• **Activity**
Work out how many lines of the listing below contain the word "timezone". Respond with that number only.

• **Information provided**
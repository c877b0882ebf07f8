//! Covariate profiles: ordered context attached to a measured baseline.
//!
//! Insertion order is part of a profile's identity: two profiles with the
//! same entries in a different order are different profiles and hash
//! differently.

use serde::{Deserialize, Serialize};
use sha2::{Digest, Sha256};

/// A single covariate observation.
#[derive(Debug, Clone, PartialEq, Eq, Serialize, Deserialize)]
#[serde(tag = "kind", rename_all = "snake_case")]
pub enum CovariateValue {
    String { value: String },
    TimeWindow {
        start: String,
        end: String,
        timezone: String,
    },
}

impl CovariateValue {
    fn canonical(&self) -> String {
        match self {
            Self::String { value } => format!("str:{value}"),
            Self::TimeWindow {
                start,
                end,
                timezone,
            } => format!("window:{start}..{end}@{timezone}"),
        }
    }
}

#[derive(Debug, Clone, PartialEq, Eq, Serialize, Deserialize)]
struct CovariateEntry {
    key: String,
    value: CovariateValue,
}

/// Ordered key → value mapping.
#[derive(Debug, Clone, Default, PartialEq, Eq, Serialize, Deserialize)]
#[serde(transparent)]
pub struct CovariateProfile {
    entries: Vec<CovariateEntry>,
}

impl CovariateProfile {
    pub fn new() -> Self {
        Self::default()
    }

    /// Sets `key`. An existing key keeps its original position; its value is
    /// replaced in place.
    pub fn set(&mut self, key: impl Into<String>, value: CovariateValue) {
        let key = key.into();
        if let Some(entry) = self.entries.iter_mut().find(|e| e.key == key) {
            entry.value = value;
        } else {
            self.entries.push(CovariateEntry { key, value });
        }
    }

    pub fn get(&self, key: &str) -> Option<&CovariateValue> {
        self.entries.iter().find(|e| e.key == key).map(|e| &e.value)
    }

    pub fn len(&self) -> usize {
        self.entries.len()
    }

    pub fn is_empty(&self) -> bool {
        self.entries.is_empty()
    }

    pub fn iter(&self) -> impl Iterator<Item = (&str, &CovariateValue)> {
        self.entries.iter().map(|e| (e.key.as_str(), &e.value))
    }

    /// 8-hex-digit digest over the canonicalised ordered entries. The empty
    /// profile hashes to the empty string.
    pub fn compute_hash(&self) -> String {
        if self.entries.is_empty() {
            return String::new();
        }
        let lines: Vec<String> = self
            .entries
            .iter()
            .map(|e| format!("{}={}", e.key, e.value.canonical()))
            .collect();
        let mut h = Sha256::new();
        h.update(lines.join("\n").as_bytes());
        hex::encode(h.finalize())[..8].to_string()
    }
}

#[cfg(test)]
mod tests {
    use super::*;

    fn s(v: &str) -> CovariateValue {
        CovariateValue::String { value: v.into() }
    }

    #[test]
    fn empty_profile_hashes_to_empty_string() {
        assert_eq!(CovariateProfile::new().compute_hash(), "");
    }

    #[test]
    fn hash_is_eight_hex_digits() {
        let mut p = CovariateProfile::new();
        p.set("region", s("eu-west-1"));
        let hash = p.compute_hash();
        assert_eq!(hash.len(), 8);
        assert!(hash.chars().all(|c| c.is_ascii_hexdigit()));
    }

    #[test]
    fn insertion_order_is_identity() {
        let mut a = CovariateProfile::new();
        a.set("region", s("eu"));
        a.set("model", s("m-large"));

        let mut b = CovariateProfile::new();
        b.set("model", s("m-large"));
        b.set("region", s("eu"));

        assert_ne!(a, b);
        assert_ne!(a.compute_hash(), b.compute_hash());
    }

    #[test]
    fn replacing_a_key_keeps_its_position() {
        let mut p = CovariateProfile::new();
        p.set("region", s("eu"));
        p.set("model", s("m-large"));
        p.set("region", s("us"));

        let keys: Vec<&str> = p.iter().map(|(k, _)| k).collect();
        assert_eq!(keys, vec!["region", "model"]);
        assert_eq!(p.get("region"), Some(&s("us")));
        assert_eq!(p.len(), 2);
    }

    #[test]
    fn time_window_and_string_values_hash_differently() {
        let mut a = CovariateProfile::new();
        a.set("window", s("2026-01-01..2026-01-31@UTC"));

        let mut b = CovariateProfile::new();
        b.set(
            "window",
            CovariateValue::TimeWindow {
                start: "2026-01-01".into(),
                end: "2026-01-31".into(),
                timezone: "UTC".into(),
            },
        );
        assert_ne!(a.compute_hash(), b.compute_hash());
    }

    #[test]
    fn profile_round_trips_through_serde() {
        let mut p = CovariateProfile::new();
        p.set("region", s("eu"));
        p.set(
            "window",
            CovariateValue::TimeWindow {
                start: "2026-01-01T00:00:00Z".into(),
                end: "2026-01-31T00:00:00Z".into(),
                timezone: "UTC".into(),
            },
        );
        let yaml = serde_yaml::to_string(&p).unwrap();
        let back: CovariateProfile = serde_yaml::from_str(&yaml).unwrap();
        assert_eq!(p, back);
        assert_eq!(p.compute_hash(), back.compute_hash());
    }
}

• **Answer space**
5